TASK PROMPT: Below are some records. Return exactly the lines from the one with "filename src/services/classify.rs" to the one with "const EXHAUSTED_KEYWORDS: &[&str]", and nothing else.

(ENTRIES SUPPLIED Opens)

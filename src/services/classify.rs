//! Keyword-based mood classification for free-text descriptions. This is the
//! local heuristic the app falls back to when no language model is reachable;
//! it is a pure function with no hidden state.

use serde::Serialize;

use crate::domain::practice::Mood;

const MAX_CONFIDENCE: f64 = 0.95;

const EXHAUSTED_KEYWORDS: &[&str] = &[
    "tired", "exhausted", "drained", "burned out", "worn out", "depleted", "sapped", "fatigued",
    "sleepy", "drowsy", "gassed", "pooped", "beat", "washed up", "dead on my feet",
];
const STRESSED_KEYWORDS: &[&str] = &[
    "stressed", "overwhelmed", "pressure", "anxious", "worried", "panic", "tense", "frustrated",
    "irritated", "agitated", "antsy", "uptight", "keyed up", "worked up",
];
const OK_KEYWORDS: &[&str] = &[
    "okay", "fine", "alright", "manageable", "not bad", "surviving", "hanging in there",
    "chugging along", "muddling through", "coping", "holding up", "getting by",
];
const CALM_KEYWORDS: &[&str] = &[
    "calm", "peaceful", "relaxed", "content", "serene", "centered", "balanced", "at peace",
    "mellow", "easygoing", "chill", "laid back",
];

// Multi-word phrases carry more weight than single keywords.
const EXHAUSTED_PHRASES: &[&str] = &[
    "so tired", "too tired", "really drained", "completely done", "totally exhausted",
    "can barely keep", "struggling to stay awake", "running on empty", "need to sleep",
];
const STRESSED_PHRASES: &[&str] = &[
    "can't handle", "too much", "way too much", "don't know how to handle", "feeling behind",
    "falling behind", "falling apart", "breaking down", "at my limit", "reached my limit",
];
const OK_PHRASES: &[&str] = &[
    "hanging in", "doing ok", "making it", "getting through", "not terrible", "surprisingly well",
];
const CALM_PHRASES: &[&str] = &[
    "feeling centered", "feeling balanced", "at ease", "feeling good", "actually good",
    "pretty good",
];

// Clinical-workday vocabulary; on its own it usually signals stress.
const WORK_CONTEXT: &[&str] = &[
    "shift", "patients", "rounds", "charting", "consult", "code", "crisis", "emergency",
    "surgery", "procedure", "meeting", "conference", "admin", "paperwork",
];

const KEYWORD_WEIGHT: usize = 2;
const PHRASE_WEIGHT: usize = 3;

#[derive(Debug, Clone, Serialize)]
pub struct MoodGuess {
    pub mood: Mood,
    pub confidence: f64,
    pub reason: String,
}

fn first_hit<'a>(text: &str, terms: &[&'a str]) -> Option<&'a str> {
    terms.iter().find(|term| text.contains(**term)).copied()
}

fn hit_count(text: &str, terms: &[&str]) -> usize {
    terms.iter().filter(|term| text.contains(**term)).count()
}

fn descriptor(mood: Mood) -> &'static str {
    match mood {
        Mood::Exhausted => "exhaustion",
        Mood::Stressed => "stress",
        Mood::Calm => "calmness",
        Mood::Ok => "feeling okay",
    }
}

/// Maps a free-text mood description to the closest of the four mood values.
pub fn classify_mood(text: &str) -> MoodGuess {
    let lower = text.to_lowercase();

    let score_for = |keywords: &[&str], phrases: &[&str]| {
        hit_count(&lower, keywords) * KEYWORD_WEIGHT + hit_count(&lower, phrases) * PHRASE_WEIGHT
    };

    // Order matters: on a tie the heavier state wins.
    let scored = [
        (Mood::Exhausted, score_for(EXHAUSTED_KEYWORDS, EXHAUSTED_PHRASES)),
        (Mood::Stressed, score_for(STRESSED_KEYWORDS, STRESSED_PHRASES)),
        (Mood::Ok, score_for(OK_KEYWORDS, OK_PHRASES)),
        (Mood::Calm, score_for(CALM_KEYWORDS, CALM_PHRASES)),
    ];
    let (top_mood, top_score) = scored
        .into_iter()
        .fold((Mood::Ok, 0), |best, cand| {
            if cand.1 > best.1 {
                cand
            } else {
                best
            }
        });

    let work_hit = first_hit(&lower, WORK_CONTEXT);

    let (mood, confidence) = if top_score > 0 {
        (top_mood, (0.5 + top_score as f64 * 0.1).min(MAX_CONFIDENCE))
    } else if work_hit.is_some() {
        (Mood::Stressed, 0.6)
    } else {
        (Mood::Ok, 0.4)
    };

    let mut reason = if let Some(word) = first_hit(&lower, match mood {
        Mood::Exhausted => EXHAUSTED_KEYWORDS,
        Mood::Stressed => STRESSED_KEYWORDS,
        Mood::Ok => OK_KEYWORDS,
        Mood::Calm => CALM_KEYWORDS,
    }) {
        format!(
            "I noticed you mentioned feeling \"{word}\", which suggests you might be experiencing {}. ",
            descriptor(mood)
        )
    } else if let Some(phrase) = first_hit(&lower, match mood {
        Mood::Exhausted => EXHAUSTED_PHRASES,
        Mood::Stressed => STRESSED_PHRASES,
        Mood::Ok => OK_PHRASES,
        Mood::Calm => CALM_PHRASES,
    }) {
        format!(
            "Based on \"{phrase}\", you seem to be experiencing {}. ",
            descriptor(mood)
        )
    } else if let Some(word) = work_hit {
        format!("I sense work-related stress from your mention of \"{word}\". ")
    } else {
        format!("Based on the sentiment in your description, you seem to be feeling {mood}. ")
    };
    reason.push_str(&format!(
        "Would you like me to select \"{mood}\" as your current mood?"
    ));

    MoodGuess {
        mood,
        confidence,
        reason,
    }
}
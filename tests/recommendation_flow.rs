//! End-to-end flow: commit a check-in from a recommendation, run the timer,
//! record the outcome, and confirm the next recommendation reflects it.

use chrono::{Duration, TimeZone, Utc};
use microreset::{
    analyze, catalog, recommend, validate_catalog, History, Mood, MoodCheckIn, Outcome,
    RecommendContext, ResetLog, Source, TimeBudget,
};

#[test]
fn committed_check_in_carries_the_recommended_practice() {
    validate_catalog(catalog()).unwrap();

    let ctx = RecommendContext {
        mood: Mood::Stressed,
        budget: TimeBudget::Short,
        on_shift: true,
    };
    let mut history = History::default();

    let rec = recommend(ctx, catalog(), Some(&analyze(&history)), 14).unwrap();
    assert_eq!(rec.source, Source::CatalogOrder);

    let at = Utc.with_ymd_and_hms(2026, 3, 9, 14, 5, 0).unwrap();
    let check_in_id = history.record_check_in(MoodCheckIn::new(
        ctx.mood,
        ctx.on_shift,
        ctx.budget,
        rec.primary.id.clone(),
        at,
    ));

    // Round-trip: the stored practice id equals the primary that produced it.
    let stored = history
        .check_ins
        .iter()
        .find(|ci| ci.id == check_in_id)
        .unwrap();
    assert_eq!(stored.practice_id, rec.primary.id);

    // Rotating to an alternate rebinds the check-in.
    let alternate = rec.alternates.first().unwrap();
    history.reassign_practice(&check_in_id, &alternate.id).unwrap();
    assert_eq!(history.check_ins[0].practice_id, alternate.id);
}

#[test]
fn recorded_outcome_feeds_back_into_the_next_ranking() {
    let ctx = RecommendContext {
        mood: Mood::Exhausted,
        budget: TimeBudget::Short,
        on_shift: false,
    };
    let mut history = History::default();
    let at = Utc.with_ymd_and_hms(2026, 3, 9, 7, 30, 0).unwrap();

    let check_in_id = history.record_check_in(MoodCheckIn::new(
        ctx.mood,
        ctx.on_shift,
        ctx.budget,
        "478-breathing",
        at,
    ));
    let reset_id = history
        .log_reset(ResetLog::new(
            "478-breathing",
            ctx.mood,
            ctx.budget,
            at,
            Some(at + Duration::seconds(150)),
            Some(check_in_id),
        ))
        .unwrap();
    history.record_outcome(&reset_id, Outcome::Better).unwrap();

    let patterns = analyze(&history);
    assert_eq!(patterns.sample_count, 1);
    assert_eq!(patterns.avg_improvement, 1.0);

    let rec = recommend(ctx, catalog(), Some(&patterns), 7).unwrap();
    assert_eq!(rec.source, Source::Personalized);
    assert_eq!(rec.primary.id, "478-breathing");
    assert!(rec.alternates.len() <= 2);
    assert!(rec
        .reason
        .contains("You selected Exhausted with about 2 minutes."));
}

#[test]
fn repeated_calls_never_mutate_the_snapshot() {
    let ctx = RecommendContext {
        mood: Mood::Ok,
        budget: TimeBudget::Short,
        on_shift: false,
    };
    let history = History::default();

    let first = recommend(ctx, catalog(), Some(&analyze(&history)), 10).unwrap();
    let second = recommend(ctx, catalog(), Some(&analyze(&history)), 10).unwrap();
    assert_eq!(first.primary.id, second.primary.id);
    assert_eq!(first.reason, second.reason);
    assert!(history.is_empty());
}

(ENTRIES SUPPLIED Closes)
(ENTRIES SUPPLIED Opens)

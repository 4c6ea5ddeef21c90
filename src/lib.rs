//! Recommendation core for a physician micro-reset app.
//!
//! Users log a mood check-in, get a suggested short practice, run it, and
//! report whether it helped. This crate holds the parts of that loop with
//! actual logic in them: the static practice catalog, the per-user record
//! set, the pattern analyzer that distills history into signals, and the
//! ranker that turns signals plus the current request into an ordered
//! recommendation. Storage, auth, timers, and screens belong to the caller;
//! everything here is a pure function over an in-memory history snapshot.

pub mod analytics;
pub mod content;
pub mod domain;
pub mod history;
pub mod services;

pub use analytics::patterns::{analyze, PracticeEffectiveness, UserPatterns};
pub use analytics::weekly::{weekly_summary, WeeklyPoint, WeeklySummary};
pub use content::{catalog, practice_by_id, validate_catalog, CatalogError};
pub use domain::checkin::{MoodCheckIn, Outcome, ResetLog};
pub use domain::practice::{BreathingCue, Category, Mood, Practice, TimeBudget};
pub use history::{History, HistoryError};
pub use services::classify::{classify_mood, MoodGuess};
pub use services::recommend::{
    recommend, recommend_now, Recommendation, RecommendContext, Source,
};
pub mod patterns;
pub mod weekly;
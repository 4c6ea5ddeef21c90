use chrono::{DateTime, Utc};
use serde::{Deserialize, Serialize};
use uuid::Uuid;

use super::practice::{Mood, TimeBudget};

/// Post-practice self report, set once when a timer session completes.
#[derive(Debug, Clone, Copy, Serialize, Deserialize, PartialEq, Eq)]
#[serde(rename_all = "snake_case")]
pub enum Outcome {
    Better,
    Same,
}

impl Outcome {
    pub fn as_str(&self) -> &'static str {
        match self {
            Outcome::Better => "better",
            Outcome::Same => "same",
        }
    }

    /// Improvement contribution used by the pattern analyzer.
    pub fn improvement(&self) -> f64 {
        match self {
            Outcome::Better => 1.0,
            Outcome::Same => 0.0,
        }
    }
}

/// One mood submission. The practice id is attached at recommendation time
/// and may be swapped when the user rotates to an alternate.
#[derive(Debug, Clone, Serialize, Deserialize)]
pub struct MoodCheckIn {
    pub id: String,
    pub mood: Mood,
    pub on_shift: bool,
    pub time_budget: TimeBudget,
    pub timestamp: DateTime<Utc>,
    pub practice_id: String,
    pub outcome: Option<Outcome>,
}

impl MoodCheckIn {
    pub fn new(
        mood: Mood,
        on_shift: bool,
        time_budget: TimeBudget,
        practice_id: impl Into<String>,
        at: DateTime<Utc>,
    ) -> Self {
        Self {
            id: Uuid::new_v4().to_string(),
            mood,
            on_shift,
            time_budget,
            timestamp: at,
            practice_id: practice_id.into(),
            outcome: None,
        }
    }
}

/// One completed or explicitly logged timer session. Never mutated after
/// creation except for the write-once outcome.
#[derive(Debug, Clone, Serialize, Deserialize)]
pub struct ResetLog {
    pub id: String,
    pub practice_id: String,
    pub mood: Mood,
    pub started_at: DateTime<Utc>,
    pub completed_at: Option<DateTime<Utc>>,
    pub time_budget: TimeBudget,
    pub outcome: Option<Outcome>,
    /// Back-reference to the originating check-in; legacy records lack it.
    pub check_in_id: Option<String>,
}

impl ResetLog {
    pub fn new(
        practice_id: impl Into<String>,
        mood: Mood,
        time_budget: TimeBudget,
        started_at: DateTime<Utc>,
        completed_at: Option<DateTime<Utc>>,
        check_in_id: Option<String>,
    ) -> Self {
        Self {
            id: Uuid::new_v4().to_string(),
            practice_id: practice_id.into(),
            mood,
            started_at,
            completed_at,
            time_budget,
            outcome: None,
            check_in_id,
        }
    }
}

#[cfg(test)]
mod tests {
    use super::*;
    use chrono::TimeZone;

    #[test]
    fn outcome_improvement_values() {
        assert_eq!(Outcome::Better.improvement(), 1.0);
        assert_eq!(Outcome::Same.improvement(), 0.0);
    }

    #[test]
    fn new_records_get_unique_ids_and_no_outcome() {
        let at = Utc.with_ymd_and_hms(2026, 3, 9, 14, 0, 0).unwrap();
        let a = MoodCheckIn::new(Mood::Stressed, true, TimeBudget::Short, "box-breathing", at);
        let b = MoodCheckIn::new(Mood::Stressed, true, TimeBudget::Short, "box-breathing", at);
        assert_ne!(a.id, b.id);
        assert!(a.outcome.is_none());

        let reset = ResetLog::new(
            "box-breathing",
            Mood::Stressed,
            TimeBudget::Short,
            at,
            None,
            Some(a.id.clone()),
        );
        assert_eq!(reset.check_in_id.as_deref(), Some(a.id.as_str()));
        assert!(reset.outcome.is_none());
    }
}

(ENTRIES SUPPLIED Closes)

SOLUTION:
filename src/services/classify.rs
//! Keyword-based mood classification for free-text descriptions. This is the
//! local heuristic the app falls back to when no language model is reachable;
//! it is a pure function with no hidden state.

use serde::Serialize;

use crate::domain::practice::Mood;

const MAX_CONFIDENCE: f64 = 0.95;

const EXHAUSTED_KEYWORDS: &[&str] = &[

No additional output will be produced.